Start clicker training by getting a clicker from the pet shop, then put aside your dog’s treats. Since you don’t want him getting too fat, these treats can be taken from his daily ration. If you put aside your dog’s favorite treat, it will make the training easier. Start with conditioning your dog to the sound and outcome of the clicker and give your dog his treats while you sound the clicker.
Next, give him a command. As soon as he does what is expected of him, sound the clicker and give him his treat. Make sure that the dog associates the compliance of the command with the clicker and the treat. The sessions shouldn’t be lengthy; keep them short and let your pup play in between. Once your dog understands that the clicking noise is connected with good behavior, you can shift to verbal commands. In this phase of Labrador Training, you first click the command, let your dog obey, and only then give the treat.

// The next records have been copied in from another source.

//! The runtime actor: serialised owner of a component tree.
//!
//! Each runtime is a single task draining a FIFO mailbox. Every tree
//! mutation, handler lookup, hook update, and patch emission happens inside
//! the actor; no other task ever observes the reconciled tree mid-render.
//! Hook setters and effects enqueue further messages on the same mailbox, so
//! a render triggered from inside a render runs after the current one
//! completes.
//!
//! ## Example
//!
//! ```ignore
//! let (tx, mut updates) = tokio::sync::mpsc::unbounded_channel();
//! let handle = start(component(app, Props::empty()), Arc::new(ChannelUpdater::new(tx)));
//! let first = updates.recv().await; // FullUpdate with the initial tree
//! handle.process_event(handler_id, None);
//! let second = updates.recv().await; // PatchUpdate with the diff
//! handle.stop();
//! ```

use std::sync::Arc;
use std::time::Duration;

use async_trait::async_trait;
use serde::Serialize;
use serde_json::Value;
use tokio::sync::mpsc::{self, UnboundedReceiver, UnboundedSender};
use tokio::sync::oneshot;

use crate::context::Context;
use crate::cuid::{Cuid, CuidSource};
use crate::element::Element;
use crate::error::{EventError, RenderError, RuntimeError, UpdaterError};
use crate::hooks::StateHook;
use crate::patch::{self, Patch};
use crate::reconcile::{reconcile, run_disposed_cleanups, run_effects};
use crate::render::render_node;
use crate::tree::{run_all_cleanups, Reconciled};

/// Default reply timeout for bounded calls.
pub const DEFAULT_CALL_TIMEOUT: Duration = Duration::from_millis(1000);

/// A rendered update pushed to the transport.
#[derive(Debug, Clone)]
pub enum RenderedUpdate {
	/// The full reconciled tree; sent for the first render.
	Full(Reconciled),
	/// The diff against the previously sent tree.
	Patch(Patch),
}

impl RenderedUpdate {
	/// Serialises the update for the wire, using the JSON renderer's shape.
	pub fn to_json(&self) -> Value {
		match self {
			RenderedUpdate::Full(tree) => {
				serde_json::json!({"type": "full", "tree": render_node(tree)})
			}
			RenderedUpdate::Patch(patch) => {
				serde_json::json!({"type": "patch", "patch": patch.to_json()})
			}
		}
	}
}

impl serde::Serialize for RenderedUpdate {
	fn serialize<S: serde::Serializer>(&self, serializer: S) -> Result<S::Ok, S::Error> {
		self.to_json().serialize(serializer)
	}
}

/// The transport sink rendered updates are pushed to.
///
/// Implementations are expected to serialise via [`RenderedUpdate::to_json`]
/// (or an equivalent [`Renderer`](crate::render::Renderer)) and push over
/// their transport. Send failures are logged by the runtime and never poison
/// the tree.
#[async_trait]
pub trait Updater: Send + Sync {
	/// Delivers one rendered update.
	async fn send(&self, update: RenderedUpdate) -> Result<(), UpdaterError>;
}

/// Delivers client-hook events back to the browser client.
///
/// Dispatch is expected to enqueue and return promptly; it is called from
/// inside the actor.
pub trait ClientDispatcher: Send + Sync {
	/// Delivers one event to the client-side hook instance.
	fn dispatch(&self, hook_id: &Cuid, event: &str, payload: Option<&Value>)
		-> Result<(), UpdaterError>;
}

/// An [`Updater`] that forwards updates into an unbounded channel.
///
/// The building block for transport glue and tests: a WebSocket writer task
/// owns the receiving end.
#[derive(Debug, Clone)]
pub struct ChannelUpdater {
	tx: UnboundedSender<RenderedUpdate>,
}

impl ChannelUpdater {
	/// Wraps a channel sender.
	pub fn new(tx: UnboundedSender<RenderedUpdate>) -> Self {
		Self { tx }
	}
}

#[async_trait]
impl Updater for ChannelUpdater {
	async fn send(&self, update: RenderedUpdate) -> Result<(), UpdaterError> {
		self.tx.send(update).map_err(|_| UpdaterError::Closed)
	}
}

/// An [`Updater`] that discards updates. Test use.
#[derive(Debug, Clone, Copy, Default)]
pub struct NoopUpdater;

#[async_trait]
impl Updater for NoopUpdater {
	async fn send(&self, _update: RenderedUpdate) -> Result<(), UpdaterError> {
		Ok(())
	}
}

pub(crate) type StateUpdateFn = Box<dyn FnOnce(&mut StateHook) + Send>;

/// Messages understood by the runtime actor.
pub(crate) enum RuntimeMessage {
	Shutdown,
	GetReconciled(oneshot::Sender<Option<Reconciled>>),
	ProcessEvent {
		id: Cuid,
		payload: Option<Value>,
	},
	ProcessEventImmediate {
		reply: oneshot::Sender<Result<(), EventError>>,
		id: Cuid,
		payload: Option<Value>,
	},
	ProcessClientHook {
		id: Cuid,
		event: String,
		payload: Option<Value>,
		reply: Arc<dyn ClientDispatcher>,
	},
	ProcessClientHookImmediate {
		reply: oneshot::Sender<Result<(), EventError>>,
		id: Cuid,
		event: String,
		payload: Option<Value>,
		dispatcher: Arc<dyn ClientDispatcher>,
	},
	UpdateHookState {
		id: Cuid,
		apply: StateUpdateFn,
	},
	ReconcileImmediate(oneshot::Sender<Result<Reconciled, RenderError>>),
	RenderUpdate,
	ClientDispatch {
		id: Cuid,
		event: String,
		payload: Option<Value>,
	},
}

/// Configuration for a runtime.
///
/// ## Example
///
/// ```ignore
/// let options = RuntimeOptions::new()
///     .call_timeout(Duration::from_millis(250))
///     .cuid_source(CuidSource::seeded(7));
/// ```
#[derive(Debug, Clone)]
pub struct RuntimeOptions {
	/// Reply timeout for bounded calls (immediate events, reducer reads).
	pub call_timeout: Duration,
	/// Id source; defaults to the shared process-global source.
	pub cuid_source: Option<CuidSource>,
	/// Whether `start` schedules the initial render.
	pub render_on_start: bool,
}

impl Default for RuntimeOptions {
	fn default() -> Self {
		Self {
			call_timeout: DEFAULT_CALL_TIMEOUT,
			cuid_source: None,
			render_on_start: true,
		}
	}
}

impl RuntimeOptions {
	/// Creates default options.
	pub fn new() -> Self {
		Self::default()
	}

	/// Sets the reply timeout for bounded calls.
	pub fn call_timeout(mut self, timeout: Duration) -> Self {
		self.call_timeout = timeout;
		self
	}

	/// Uses a specific id source.
	pub fn cuid_source(mut self, source: CuidSource) -> Self {
		self.cuid_source = Some(source);
		self
	}

	/// Disables the initial render scheduled by `start`.
	pub fn no_render_on_start(mut self) -> Self {
		self.render_on_start = false;
		self
	}
}

/// Spawns a runtime rendering `view` into `updater`.
///
/// The first render emits a [`RenderedUpdate::Full`]; every re-render emits
/// a [`RenderedUpdate::Patch`] against the previously emitted tree.
pub fn start(view: Element, updater: Arc<dyn Updater>) -> RuntimeHandle {
	start_with(view, updater, None, RuntimeOptions::default())
}

/// Spawns a runtime with a client-hook dispatcher and explicit options.
pub fn start_with(
	view: Element,
	updater: Arc<dyn Updater>,
	dispatcher: Option<Arc<dyn ClientDispatcher>>,
	options: RuntimeOptions,
) -> RuntimeHandle {
	let (tx, rx) = mpsc::unbounded_channel();
	let cuid = options.cuid_source.unwrap_or_else(CuidSource::global);
	let context = Context::new(view, cuid, tx.clone(), options.call_timeout);
	let runtime = Runtime {
		context,
		updater,
		dispatcher,
		reconciled: None,
	};
	if options.render_on_start && tx.send(RuntimeMessage::RenderUpdate).is_err() {
		tracing::error!("failed to schedule initial render");
	}
	tokio::spawn(runtime.run(rx));
	RuntimeHandle {
		tx,
		call_timeout: options.call_timeout,
	}
}

/// Handle onto a running runtime.
#[derive(Debug, Clone)]
pub struct RuntimeHandle {
	tx: UnboundedSender<RuntimeMessage>,
	call_timeout: Duration,
}

impl RuntimeHandle {
	/// Shuts the runtime down. Cleanups run before the actor exits.
	pub fn stop(&self) {
		let _ = self.tx.send(RuntimeMessage::Shutdown);
	}

	/// Schedules a render.
	pub fn render_update(&self) {
		let _ = self.tx.send(RuntimeMessage::RenderUpdate);
	}

	/// Dispatches a DOM event to the handler with the given id,
	/// fire-and-forget. An unknown id is logged by the actor.
	pub fn process_event(&self, id: Cuid, payload: Option<Value>) {
		let _ = self.tx.send(RuntimeMessage::ProcessEvent { id, payload });
	}

	/// Dispatches a DOM event and waits for the dispatch outcome.
	pub async fn process_event_immediate(
		&self,
		id: Cuid,
		payload: Option<Value>,
	) -> Result<(), RuntimeError> {
		let (reply, rx) = oneshot::channel();
		self.tx
			.send(RuntimeMessage::ProcessEventImmediate { reply, id, payload })
			.map_err(|_| RuntimeError::Closed)?;
		self.try_call(rx).await?.map_err(RuntimeError::from)
	}

	/// Routes a client-hook event to the hook with the given id,
	/// fire-and-forget. The hook's listener replies through `reply`; an
	/// unknown id is logged by the actor.
	pub fn process_client_hook(
		&self,
		id: Cuid,
		event: impl Into<String>,
		payload: Option<Value>,
		reply: Arc<dyn ClientDispatcher>,
	) {
		let _ = self.tx.send(RuntimeMessage::ProcessClientHook {
			id,
			event: event.into(),
			payload,
			reply,
		});
	}

	/// Routes a client-hook event and waits for the dispatch outcome.
	pub async fn process_client_hook_immediate(
		&self,
		id: Cuid,
		event: impl Into<String>,
		payload: Option<Value>,
		reply: Arc<dyn ClientDispatcher>,
	) -> Result<(), RuntimeError> {
		let (tx, rx) = oneshot::channel();
		self.tx
			.send(RuntimeMessage::ProcessClientHookImmediate {
				reply: tx,
				id,
				event: event.into(),
				payload,
				dispatcher: reply,
			})
			.map_err(|_| RuntimeError::Closed)?;
		self.try_call(rx).await?.map_err(RuntimeError::from)
	}

	/// Performs a reconciliation and returns the new tree. Test use.
	pub async fn reconcile_immediate(&self) -> Result<Reconciled, RuntimeError> {
		let (reply, rx) = oneshot::channel();
		self.tx
			.send(RuntimeMessage::ReconcileImmediate(reply))
			.map_err(|_| RuntimeError::Closed)?;
		self.try_call(rx).await?.map_err(RuntimeError::from)
	}

	/// Returns the current reconciled tree, if a render has completed. Test
	/// use.
	pub async fn get_reconciled(&self) -> Result<Option<Reconciled>, RuntimeError> {
		let (reply, rx) = oneshot::channel();
		self.tx
			.send(RuntimeMessage::GetReconciled(reply))
			.map_err(|_| RuntimeError::Closed)?;
		self.try_call(rx).await
	}

	async fn try_call<T>(&self, rx: oneshot::Receiver<T>) -> Result<T, RuntimeError> {
		match tokio::time::timeout(self.call_timeout, rx).await {
			Err(_) => Err(RuntimeError::Timeout),
			Ok(Err(_)) => Err(RuntimeError::Closed),
			Ok(Ok(value)) => Ok(value),
		}
	}
}

/// Actor state: the context, the transport, and the current tree.
struct Runtime {
	context: Context,
	updater: Arc<dyn Updater>,
	dispatcher: Option<Arc<dyn ClientDispatcher>>,
	reconciled: Option<Reconciled>,
}

impl Runtime {
	async fn run(mut self, mut rx: UnboundedReceiver<RuntimeMessage>) {
		while let Some(message) = rx.recv().await {
			match message {
				RuntimeMessage::Shutdown => break,
				RuntimeMessage::GetReconciled(reply) => {
					let _ = reply.send(self.reconciled.clone());
				}
				RuntimeMessage::ProcessEvent { id, payload } => {
					if let Err(error) = self.process_event(&id, payload) {
						tracing::warn!(%error, "event dispatch missed");
					}
				}
				RuntimeMessage::ProcessEventImmediate { reply, id, payload } => {
					let _ = reply.send(self.process_event(&id, payload));
				}
				RuntimeMessage::ProcessClientHook {
					id,
					event,
					payload,
					reply,
				} => {
					if let Err(error) =
						self.process_client_hook(&id, &event, payload.as_ref(), reply.as_ref())
					{
						tracing::warn!(%error, "client hook dispatch missed");
					}
				}
				RuntimeMessage::ProcessClientHookImmediate {
					reply,
					id,
					event,
					payload,
					dispatcher,
				} => {
					let _ = reply.send(self.process_client_hook(
						&id,
						&event,
						payload.as_ref(),
						dispatcher.as_ref(),
					));
				}
				RuntimeMessage::UpdateHookState { id, apply } => {
					match self.reconciled.as_mut() {
						Some(tree) => {
							tree.update_state_hook(&id, apply);
						}
						None => {
							tracing::warn!(hook = %id, "state update before first render; dropped")
						}
					}
				}
				RuntimeMessage::ReconcileImmediate(reply) => match self.reconcile_once() {
					Ok(tree) => {
						let _ = reply.send(Ok(tree));
					}
					Err(error) => {
						tracing::error!(%error, "fatal render error; shutting runtime down");
						let _ = reply.send(Err(error));
						break;
					}
				},
				RuntimeMessage::RenderUpdate => {
					if let Err(error) = self.render_update().await {
						tracing::error!(%error, "fatal render error; shutting runtime down");
						break;
					}
				}
				RuntimeMessage::ClientDispatch { id, event, payload } => {
					match &self.dispatcher {
						Some(dispatcher) => {
							if let Err(error) =
								dispatcher.dispatch(&id, &event, payload.as_ref())
							{
								tracing::warn!(%error, hook = %id, "client dispatch failed");
							}
						}
						None => {
							tracing::warn!(hook = %id, "client dispatch without a dispatcher")
						}
					}
				}
			}
		}
		if let Some(tree) = &self.reconciled {
			run_all_cleanups(tree);
		}
	}

	/// Reconciles against the previous tree, runs disposed-hook cleanups and
	/// the effect pass, and installs the new tree.
	///
	/// On error the previous tree is retained unchanged.
	fn reconcile_once(&mut self) -> Result<Reconciled, RenderError> {
		self.context.prepare_for_reconciliation();
		let view = self.context.view().clone();
		let mut next = reconcile(&mut self.context, &view, self.reconciled.as_ref())?;
		if let Some(prev) = &self.reconciled {
			run_disposed_cleanups(prev, &next);
		}
		run_effects(&mut next)?;
		self.reconciled = Some(next.clone());
		Ok(next)
	}

	async fn render_update(&mut self) -> Result<(), RenderError> {
		let prev = self.reconciled.clone();
		let next = self.reconcile_once()?;
		let update = match prev {
			Some(prev) => RenderedUpdate::Patch(patch::create(&prev, &next)),
			None => RenderedUpdate::Full(next),
		};
		if let Err(error) = self.updater.send(update).await {
			tracing::warn!(%error, "updater send failed");
		}
		Ok(())
	}

	fn process_event(&self, id: &Cuid, payload: Option<Value>) -> Result<(), EventError> {
		match self.context.handler(id) {
			Some(handler) => {
				(handler.handler)(payload);
				Ok(())
			}
			None => Err(EventError::UnknownHandler(id.to_string())),
		}
	}

	fn process_client_hook(
		&self,
		id: &Cuid,
		event: &str,
		payload: Option<&Value>,
		reply: &dyn ClientDispatcher,
	) -> Result<(), EventError> {
		let hook = self
			.reconciled
			.as_ref()
			.and_then(|tree| tree.find_client_hook(id));
		match hook {
			Some(hook) => {
				if let Some(on_event) = &hook.on_event {
					on_event(event, payload, reply);
				}
				Ok(())
			}
			None => Err(EventError::UnknownClientHook(id.to_string())),
		}
	}
}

Once he realizes the clicks are for his good behavior, move on to bad behavior. If he barks incessantly, ignore him completely so that he realizes that it is getting him nowhere. More often than not, this barking is an attention seeking technique. After he is quiet and calm, click and reward him. If he is jumping around too much, let him settle down or give the ‘sit’ command. Once he does that, click and reward. In this way, he is getting the signal that his bad behavior is unsuccessful and his good behavior is being rewarded.
Timing is very important in clicker training. You have to click at the exact moment of a good behavior, otherwise if the click is delayed and he has moved on to something else, it will negate the whole effect. He too will not know why he has been given a treat.
The reason clicker training is popular is that dogs learn from their actions. Good action deserves a treat, and so, he repeats the good action. It is totally based on positive reinforcement and is reward based. Such an approach is stress free because the dog and the master are both happy. There is no yelling or shouting, and the bond between the two grows stronger. This bonus is important in Labrador Training, and once your dog has learnt to obey, you can stop using the clicking or use it only to teach him new rules.